> **ABOUT THIS EXERCISE**:
Keeping every character in place, output all the data.

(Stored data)
== Segment start ==

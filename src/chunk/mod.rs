//! Text chunking with structure awareness
//!
//! Splits extracted units into token-bounded, overlapping windows while:
//! - Respecting heading/paragraph/sentence boundaries when possible
//! - Providing stable, deterministic chunk boundaries
//! - Computing content hashes for idempotent re-ingestion checks
//!
//! Window arithmetic happens in characters with a fixed chars-per-token
//! factor; reported token counts use the word-based estimator the rest of
//! the system shares.

mod boundaries;

pub use boundaries::*;

use crate::config::ChunkConfig;
use crate::error::Result;
use crate::extract::{ExtractedUnit, UnitMetadata};
use blake3::Hasher;

/// Approximate characters per token for window sizing
const CHARS_PER_TOKEN: usize = 4;

/// A text chunk with metadata
#[derive(Debug, Clone)]
pub struct TextChunk {
    /// The actual text content
    pub text: String,

    /// Chunk index (0-based, sequential per document)
    pub chunk_index: usize,

    /// Estimated token count
    pub token_estimate: usize,

    /// Blake3 hash of the chunk, salted with the document hash
    pub hash: String,

    /// Metadata inherited from the source unit
    pub metadata: UnitMetadata,
}

impl TextChunk {
    /// Compute the hash for a chunk
    pub fn compute_hash(text: &str, doc_hash: &str) -> String {
        let mut hasher = Hasher::new();
        hasher.update(doc_hash.as_bytes());
        hasher.update(text.as_bytes());
        hasher.finalize().to_hex().to_string()
    }
}

/// Estimate the token count of a text (rough approximation)
pub fn estimate_tokens(text: &str) -> usize {
    let words = text.split_whitespace().count();
    (words as f32 * 1.3).ceil() as usize
}

/// Compute a stable hash for document content
pub fn compute_content_hash(content: &[u8]) -> String {
    let mut hasher = Hasher::new();
    hasher.update(content);
    hasher.finalize().to_hex().to_string()
}

/// Chunk a sequence of extracted units into one document-wide chunk list.
///
/// Chunk indexes run sequentially across units. Identical input and config
/// always produce the identical chunk sequence.
pub fn chunk_units(
    units: &[ExtractedUnit],
    doc_hash: &str,
    config: &ChunkConfig,
) -> Result<Vec<TextChunk>> {
    let mut chunks = Vec::new();
    let mut next_index = 0;

    for unit in units {
        chunk_unit(unit, doc_hash, config, &mut next_index, &mut chunks);
    }

    Ok(chunks)
}

fn chunk_unit(
    unit: &ExtractedUnit,
    doc_hash: &str,
    config: &ChunkConfig,
    next_index: &mut usize,
    out: &mut Vec<TextChunk>,
) {
    let text = &unit.content;
    if text.is_empty() {
        return;
    }

    let max_chars = config.chunk_size.min(config.max_chunk_size) * CHARS_PER_TOKEN;
    let overlap_chars = config.chunk_overlap * CHARS_PER_TOKEN;
    let min_chars = config.min_chunk_size * CHARS_PER_TOKEN;

    let break_points = find_break_points(text, &unit.headings, config);

    let mut current_start = 0;

    while current_start < text.len() {
        current_start = ensure_char_boundary(text, current_start);
        if current_start >= text.len() {
            break;
        }

        let target_end = current_start + max_chars;

        let chunk_end = if target_end >= text.len() {
            text.len()
        } else {
            find_best_break(text, current_start, target_end, max_chars, &break_points)
        };

        let chunk_end = ensure_char_boundary(text, chunk_end);
        if chunk_end <= current_start {
            current_start = chunk_end + 1;
            continue;
        }

        let chunk_text = text[current_start..chunk_end].trim().to_string();

        // Skip undersized fragments unless this is the document tail
        if chunk_text.len() < min_chars && chunk_end < text.len() {
            current_start = chunk_end;
            continue;
        }

        if !chunk_text.is_empty() {
            let hash = TextChunk::compute_hash(&chunk_text, doc_hash);
            let token_estimate = estimate_tokens(&chunk_text);

            out.push(TextChunk {
                text: chunk_text,
                chunk_index: *next_index,
                token_estimate,
                hash,
                metadata: unit.metadata.clone(),
            });

            *next_index += 1;
        }

        if chunk_end >= text.len() {
            break;
        }

        // Step back by the overlap, but always move forward overall
        let next_start = if chunk_end > overlap_chars {
            ensure_char_boundary(text, chunk_end - overlap_chars)
        } else {
            chunk_end
        };
        current_start = if next_start > current_start {
            next_start
        } else {
            chunk_end
        };
    }
}

/// Ensure a position is on a valid UTF-8 character boundary
fn ensure_char_boundary(text: &str, pos: usize) -> usize {
    if pos >= text.len() {
        return text.len();
    }
    if text.is_char_boundary(pos) {
        return pos;
    }
    let mut adjusted = pos;
    while adjusted > 0 && !text.is_char_boundary(adjusted) {
        adjusted -= 1;
    }
    adjusted
}

/// Find the best break point near the target position
fn find_best_break(
    text: &str,
    start: usize,
    target: usize,
    max_chars: usize,
    break_points: &[BreakPoint],
) -> usize {
    // Search window: 80% to 120% of the target chunk size
    let min_pos = ensure_char_boundary(text, start + (max_chars * 4 / 5));
    let max_pos = ensure_char_boundary(text, std::cmp::min(start + (max_chars * 6 / 5), text.len()));

    let candidates: Vec<&BreakPoint> = break_points
        .iter()
        .filter(|p| {
            p.position >= min_pos && p.position <= max_pos && text.is_char_boundary(p.position)
        })
        .collect();

    if let Some(best) = candidates.iter().max_by_key(|p| p.priority as u8) {
        return best.position;
    }

    // Fall back to a word boundary near the target
    if target < text.len() {
        let search_start = ensure_char_boundary(text, if target > 50 { target - 50 } else { start });
        let search_end = ensure_char_boundary(text, std::cmp::min(target + 50, text.len()));

        if search_start < search_end {
            let search_text = &text[search_start..search_end];

            for (i, _) in search_text.rmatch_indices(' ') {
                let pos = search_start + i + 1;
                if pos >= min_pos && pos <= max_pos && text.is_char_boundary(pos) {
                    return pos;
                }
            }
        }
    }

    ensure_char_boundary(text, std::cmp::min(target, text.len()))
}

== Segment end ==

> **ANSWER BELOW**:
filename src/chunk/mod.rs
//! Text chunking with structure awareness
//!
//! Splits extracted units into token-bounded, overlapping windows while:
//! - Respecting heading/paragraph/sentence boundaries when possible
//! - Providing stable, deterministic chunk boundaries
//! - Computing content hashes for idempotent re-ingestion checks
//!
//! Window arithmetic happens in characters with a fixed chars-per-token
//! factor; reported token counts use the word-based estimator the rest of
//! the system shares.

mod boundaries;

pub use boundaries::*;

use crate::config::ChunkConfig;
use crate::error::Result;
use crate::extract::{ExtractedUnit, UnitMetadata};
use blake3::Hasher;

/// Approximate characters per token for window sizing
const CHARS_PER_TOKEN: usize = 4;

/// A text chunk with metadata
#[derive(Debug, Clone)]
pub struct TextChunk {
    /// The actual text content
    pub text: String,

    /// Chunk index (0-based, sequential per document)
    pub chunk_index: usize,

    /// Estimated token count
    pub token_estimate: usize,

    /// Blake3 hash of the chunk, salted with the document hash
    pub hash: String,

    /// Metadata inherited from the source unit
    pub metadata: UnitMetadata,
}

impl TextChunk {
    /// Compute the hash for a chunk
    pub fn compute_hash(text: &str, doc_hash: &str) -> String {
        let mut hasher = Hasher::new();
        hasher.update(doc_hash.as_bytes());
        hasher.update(text.as_bytes());
        hasher.finalize().to_hex().to_string()
    }
}

/// Estimate the token count of a text (rough approximation)
pub fn estimate_tokens(text: &str) -> usize {
    let words = text.split_whitespace().count();
    (words as f32 * 1.3).ceil() as usize
}

/// Compute a stable hash for document content
pub fn compute_content_hash(content: &[u8]) -> String {
    let mut hasher = Hasher::new();
    hasher.update(content);
    hasher.finalize().to_hex().to_string()
}

/// Chunk a sequence of extracted units into one document-wide chunk list.
///
/// Chunk indexes run sequentially across units. Identical input and config
/// always produce the identical chunk sequence.
pub fn chunk_units(
    units: &[ExtractedUnit],
    doc_hash: &str,
    config: &ChunkConfig,
) -> Result<Vec<TextChunk>> {
    let mut chunks = Vec::new();
    let mut next_index = 0;

    for unit in units {
        chunk_unit(unit, doc_hash, config, &mut next_index, &mut chunks);
    }

    Ok(chunks)
}

fn chunk_unit(
    unit: &ExtractedUnit,
    doc_hash: &str,
    config: &ChunkConfig,
    next_index: &mut usize,
    out: &mut Vec<TextChunk>,
) {
    let text = &unit.content;
    if text.is_empty() {
        return;
    }

    let max_chars = config.chunk_size.min(config.max_chunk_size) * CHARS_PER_TOKEN;
    let overlap_chars = config.chunk_overlap * CHARS_PER_TOKEN;
    let min_chars = config.min_chunk_size * CHARS_PER_TOKEN;

    let break_points = find_break_points(text, &unit.headings, config);

    let mut current_start = 0;

    while current_start < text.len() {
        current_start = ensure_char_boundary(text, current_start);
        if current_start >= text.len() {
            break;
        }

        let target_end = current_start + max_chars;

        let chunk_end = if target_end >= text.len() {
            text.len()
        } else {
            find_best_break(text, current_start, target_end, max_chars, &break_points)
        };

        let chunk_end = ensure_char_boundary(text, chunk_end);
        if chunk_end <= current_start {
            current_start = chunk_end + 1;
            continue;
        }

        let chunk_text = text[current_start..chunk_end].trim().to_string();

        // Skip undersized fragments unless this is the document tail
        if chunk_text.len() < min_chars && chunk_end < text.len() {
            current_start = chunk_end;
            continue;
        }

        if !chunk_text.is_empty() {
            let hash = TextChunk::compute_hash(&chunk_text, doc_hash);
            let token_estimate = estimate_tokens(&chunk_text);

            out.push(TextChunk {
                text: chunk_text,
                chunk_index: *next_index,
                token_estimate,
                hash,
                metadata: unit.metadata.clone(),
            });

            *next_index += 1;
        }

        if chunk_end >= text.len() {
            break;
        }

        // Step back by the overlap, but always move forward overall
        let next_start = if chunk_end > overlap_chars {
            ensure_char_boundary(text, chunk_end - overlap_chars)
        } else {
            chunk_end
        };
        current_start = if next_start > current_start {
            next_start
        } else {
            chunk_end
        };
    }
}

/// Ensure a position is on a valid UTF-8 character boundary
fn ensure_char_boundary(text: &str, pos: usize) -> usize {
    if pos >= text.len() {
        return text.len();
    }
    if text.is_char_boundary(pos) {
        return pos;
    }
    let mut adjusted = pos;
    while adjusted > 0 && !text.is_char_boundary(adjusted) {
        adjusted -= 1;
    }
    adjusted
}

/// Find the best break point near the target position
fn find_best_break(
    text: &str,
    start: usize,
    target: usize,
    max_chars: usize,
    break_points: &[BreakPoint],
) -> usize {
    // Search window: 80% to 120% of the target chunk size
    let min_pos = ensure_char_boundary(text, start + (max_chars * 4 / 5));
    let max_pos = ensure_char_boundary(text, std::cmp::min(start + (max_chars * 6 / 5), text.len()));

    let candidates: Vec<&BreakPoint> = break_points
        .iter()
        .filter(|p| {
            p.position >= min_pos && p.position <= max_pos && text.is_char_boundary(p.position)
        })
        .collect();

    if let Some(best) = candidates.iter().max_by_key(|p| p.priority as u8) {
        return best.position;
    }

    // Fall back to a word boundary near the target
    if target < text.len() {
        let search_start = ensure_char_boundary(text, if target > 50 { target - 50 } else { start });
        let search_end = ensure_char_boundary(text, std::cmp::min(target + 50, text.len()));

        if search_start < search_end {
            let search_text = &text[search_start..search_end];

            for (i, _) in search_text.rmatch_indices(' ') {
                let pos = search_start + i + 1;
                if pos >= min_pos && pos <= max_pos && text.is_char_boundary(pos) {
                    return pos;
                }
            }
        }
    }

    ensure_char_boundary(text, std::cmp::min(target, text.len()))
}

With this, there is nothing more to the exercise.